Required action |
Look below for the line holding "enabled: source.is_some() ||" and the line holding "raw.parse::<u64>()". Transcribe exactly those lines and all lines between them, nothing more.

Input data |
^^^^
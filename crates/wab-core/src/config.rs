use std::{env, net::SocketAddr, path::PathBuf, str::FromStr, time::Duration};

use crate::{
    domain::ChatId,
    errors::Error,
    messaging::throttled::ThrottleConfig,
    settings::{BotSettings, HandoffNotificationSettings, ShiftParserSettings},
    Result,
};

/// Which backend holds the client session blob.
#[derive(Clone, Copy, Debug, PartialEq, Eq)]
pub enum SessionBackend {
    File,
    Memory,
    Firestore,
    Postgres,
}

impl FromStr for SessionBackend {
    type Err = Error;

    fn from_str(s: &str) -> Result<Self> {
        match s.trim().to_ascii_lowercase().as_str() {
            "" | "file" => Ok(Self::File),
            "memory" => Ok(Self::Memory),
            "firestore" => Ok(Self::Firestore),
            "postgres" | "postgresql" => Ok(Self::Postgres),
            other => Err(Error::Config(format!(
                "SESSION_STORE must be one of file, memory, firestore, postgres (got {other:?})"
            ))),
        }
    }
}

#[derive(Clone, Debug)]
pub struct FirestoreConfig {
    pub project_id: String,
    /// OAuth bearer token; `None` against the emulator.
    pub token: Option<String>,
    pub base_url: String,
}

/// Typed runtime configuration of the bot binary.
#[derive(Clone, Debug)]
pub struct Config {
    // Client
    pub client_id: String,
    pub gateway_url: String,
    pub gateway_token: Option<String>,

    // Session store
    pub session_backend: SessionBackend,
    pub session_dir: PathBuf,
    pub session_collection: String,
    pub database_url: Option<String>,
    pub firestore: Option<FirestoreConfig>,

    // Private API
    pub api_addr: SocketAddr,
    pub api_token: Option<String>,

    // Timers
    pub session_backup_interval: Duration,
    pub reconnect_delay: Duration,
    pub settings_refresh: Duration,

    pub throttle: ThrottleConfig,

    /// Used when no shared settings document is available.
    pub fallback_settings: BotSettings,
}

impl Config {
    /// Load from the process environment, after reading `.env` if present.
    pub fn load() -> Result<Self> {
        match dotenvy::dotenv() {
            Ok(path) => tracing::debug!(path = %path.display(), "loaded .env"),
            Err(e) if e.not_found() => {}
            Err(e) => return Err(Error::Config(format!(".env: {e}"))),
        }
        Self::from_lookup(|key| env::var(key).ok())
    }

    /// Build from an arbitrary key lookup (the environment in production).
    pub fn from_lookup(lookup: impl Fn(&str) -> Option<String>) -> Result<Self> {
        let get = |key: &str| lookup(key).and_then(non_empty);

        let client_id = get("WHATSAPP_CLIENT_ID").unwrap_or_else(|| "hhr-bot".to_string());

        let gateway_url = get("GATEWAY_URL").ok_or_else(|| {
            Error::Config("GATEWAY_URL environment variable is required".to_string())
        })?;
        let gateway_token = get("GATEWAY_TOKEN");

        let session_backend = get("SESSION_STORE")
            .map(|v| v.parse::<SessionBackend>())
            .transpose()?
            .unwrap_or(SessionBackend::File);
        let session_dir = PathBuf::from(get("SESSION_DIR").unwrap_or_else(|| ".wab-sessions".to_string()));
        let session_collection =
            get("SESSION_COLLECTION").unwrap_or_else(|| "whatsapp_sessions".to_string());
        let database_url = get("DATABASE_URL");

        let firestore = get("FIRESTORE_PROJECT_ID").map(|project_id| FirestoreConfig {
            project_id,
            token: get("FIRESTORE_TOKEN"),
            base_url: get("FIRESTORE_BASE_URL")
                .unwrap_or_else(|| "https://firestore.googleapis.com/v1".to_string()),
        });

        match session_backend {
            SessionBackend::Postgres if database_url.is_none() => {
                return Err(Error::Config(
                    "DATABASE_URL is required when SESSION_STORE=postgres".to_string(),
                ));
            }
            SessionBackend::Firestore if firestore.is_none() => {
                return Err(Error::Config(
                    "FIRESTORE_PROJECT_ID is required when SESSION_STORE=firestore".to_string(),
                ));
            }
            _ => {}
        }

        let api_addr = match get("BOT_API_ADDR") {
            Some(raw) => raw
                .parse::<SocketAddr>()
                .map_err(|e| Error::Config(format!("BOT_API_ADDR {raw:?}: {e}")))?,
            None => SocketAddr::from(([0, 0, 0, 0], 3001)),
        };
        let api_token = get("BOT_API_TOKEN");

        let session_backup_interval =
            Duration::from_millis(parse_u64(&get, "SESSION_BACKUP_INTERVAL_MS")?.unwrap_or(60_000).max(1_000));
        let reconnect_delay =
            Duration::from_millis(parse_u64(&get, "RECONNECT_DELAY_MS")?.unwrap_or(5_000));
        let settings_refresh =
            Duration::from_secs(parse_u64(&get, "SETTINGS_REFRESH_SECS")?.unwrap_or(300).max(1));

        let defaults = ThrottleConfig::default();
        let throttle = ThrottleConfig {
            global_min_interval: parse_u64(&get, "SEND_GLOBAL_INTERVAL_MS")?
                .map(Duration::from_millis)
                .unwrap_or(defaults.global_min_interval),
            per_chat_min_interval: parse_u64(&get, "SEND_PER_CHAT_INTERVAL_MS")?
                .map(Duration::from_millis)
                .unwrap_or(defaults.per_chat_min_interval),
        };

        let fallback_settings = fallback_settings(
            get("SHIFT_SOURCE_GROUP_ID"),
            get("HANDOFF_TARGET_GROUP_ID"),
            get("HANDOFF_AUTO_SEND_TIME"),
        );

        Ok(Self {
            client_id,
            gateway_url,
            gateway_token,
            session_backend,
            session_dir,
            session_collection,
            database_url,
            firestore,
            api_addr,
            api_token,
            session_backup_interval,
            reconnect_delay,
            settings_refresh,
            throttle,
            fallback_settings,
        })
    }
}

/// Env-only settings: a feature is enabled exactly when its group id is set.
fn fallback_settings(
    source: Option<String>,
    target: Option<String>,
    auto_send_time: Option<String>,
) -> BotSettings {
    BotSettings {
        enabled: source.is_some() || target.is_some(),
        status: None,
        shift_parser: ShiftParserSettings {
            enabled: source.is_some(),
            source_group_id: source.map(ChatId),
        },
        handoff_notifications: HandoffNotificationSettings {
            enabled: target.is_some(),
            target_group_id: target.map(ChatId),
            auto_send_time,
        },
    }
}

fn parse_u64(get: &impl Fn(&str) -> Option<String>, key: &str) -> Result<Option<u64>> {
    get(key)
        .map(|raw| {
            raw.parse::<u64>()
                .map_err(|_| Error::Config(format!("{key} must be a non-negative integer (got {raw:?})")))
        })
        .transpose()
}

fn non_empty(s: String) -> Option<String> {
    let t = s.trim();
    if t.is_empty() {
        None
    } else {
        Some(t.to_string())
    }
}

#[cfg(test)]
mod tests {
    use std::collections::HashMap;

    use super::*;
    use crate::scheduler::DailyTime;

    fn load(pairs: &[(&str, &str)]) -> Result<Config> {
        let map: HashMap<String, String> = pairs
            .iter()
            .map(|(k, v)| (k.to_string(), v.to_string()))
            .collect();
        Config::from_lookup(|k| map.get(k).cloned())
    }

    #[test]
    fn defaults_apply() {
        let cfg = load(&[("GATEWAY_URL", "http://gw:8080")]).unwrap();
        assert_eq!(cfg.client_id, "hhr-bot");
        assert_eq!(cfg.session_backend, SessionBackend::File);
        assert_eq!(cfg.session_collection, "whatsapp_sessions");
        assert_eq!(cfg.api_addr.port(), 3001);
        assert_eq!(cfg.session_backup_interval, Duration::from_secs(60));
        assert_eq!(cfg.reconnect_delay, Duration::from_secs(5));
        assert_eq!(cfg.settings_refresh, Duration::from_secs(300));
        assert!(!cfg.fallback_settings.enabled);
    }

    #[test]
    fn gateway_url_is_required() {
        let err = load(&[]).unwrap_err();
        assert!(err.to_string().contains("GATEWAY_URL"));
        assert!(load(&[("GATEWAY_URL", "   ")]).is_err());
    }

    #[test]
    fn backend_requirements_fail_fast() {
        assert!(load(&[("GATEWAY_URL", "http://gw"), ("SESSION_STORE", "postgres")]).is_err());
        assert!(load(&[("GATEWAY_URL", "http://gw"), ("SESSION_STORE", "firestore")]).is_err());
        assert!(load(&[("GATEWAY_URL", "http://gw"), ("SESSION_STORE", "redis")]).is_err());

        let cfg = load(&[
            ("GATEWAY_URL", "http://gw"),
            ("SESSION_STORE", "Postgres"),
            ("DATABASE_URL", "postgres://localhost/wab"),
        ])
        .unwrap();
        assert_eq!(cfg.session_backend, SessionBackend::Postgres);
    }

    #[test]
    fn invalid_numbers_are_config_errors() {
        let err = load(&[("GATEWAY_URL", "http://gw"), ("RECONNECT_DELAY_MS", "soon")]).unwrap_err();
        assert!(matches!(err, Error::Config(_)));
    }

    #[test]
    fn fallback_settings_follow_group_ids() {
        let cfg = load(&[
            ("GATEWAY_URL", "http://gw"),
            ("HANDOFF_TARGET_GROUP_ID", "222@g.us"),
            ("HANDOFF_AUTO_SEND_TIME", "08:30"),
        ])
        .unwrap();
        let s = &cfg.fallback_settings;
        assert!(s.shift_source().is_none());
        assert_eq!(s.handoff_target(), Some(&ChatId("222@g.us".into())));
        assert_eq!(s.auto_send_time(), Some(DailyTime { hour: 8, minute: 30 }));
    }
}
^^^^
Reply |
        enabled: source.is_some() || target.is_some(),
        status: None,
        shift_parser: ShiftParserSettings {
            enabled: source.is_some(),
            source_group_id: source.map(ChatId),
        },
        handoff_notifications: HandoffNotificationSettings {
            enabled: target.is_some(),
            target_group_id: target.map(ChatId),
            auto_send_time,
        },
    }
}

fn parse_u64(get: &impl Fn(&str) -> Option<String>, key: &str) -> Result<Option<u64>> {
    get(key)
        .map(|raw| {
            raw.parse::<u64>()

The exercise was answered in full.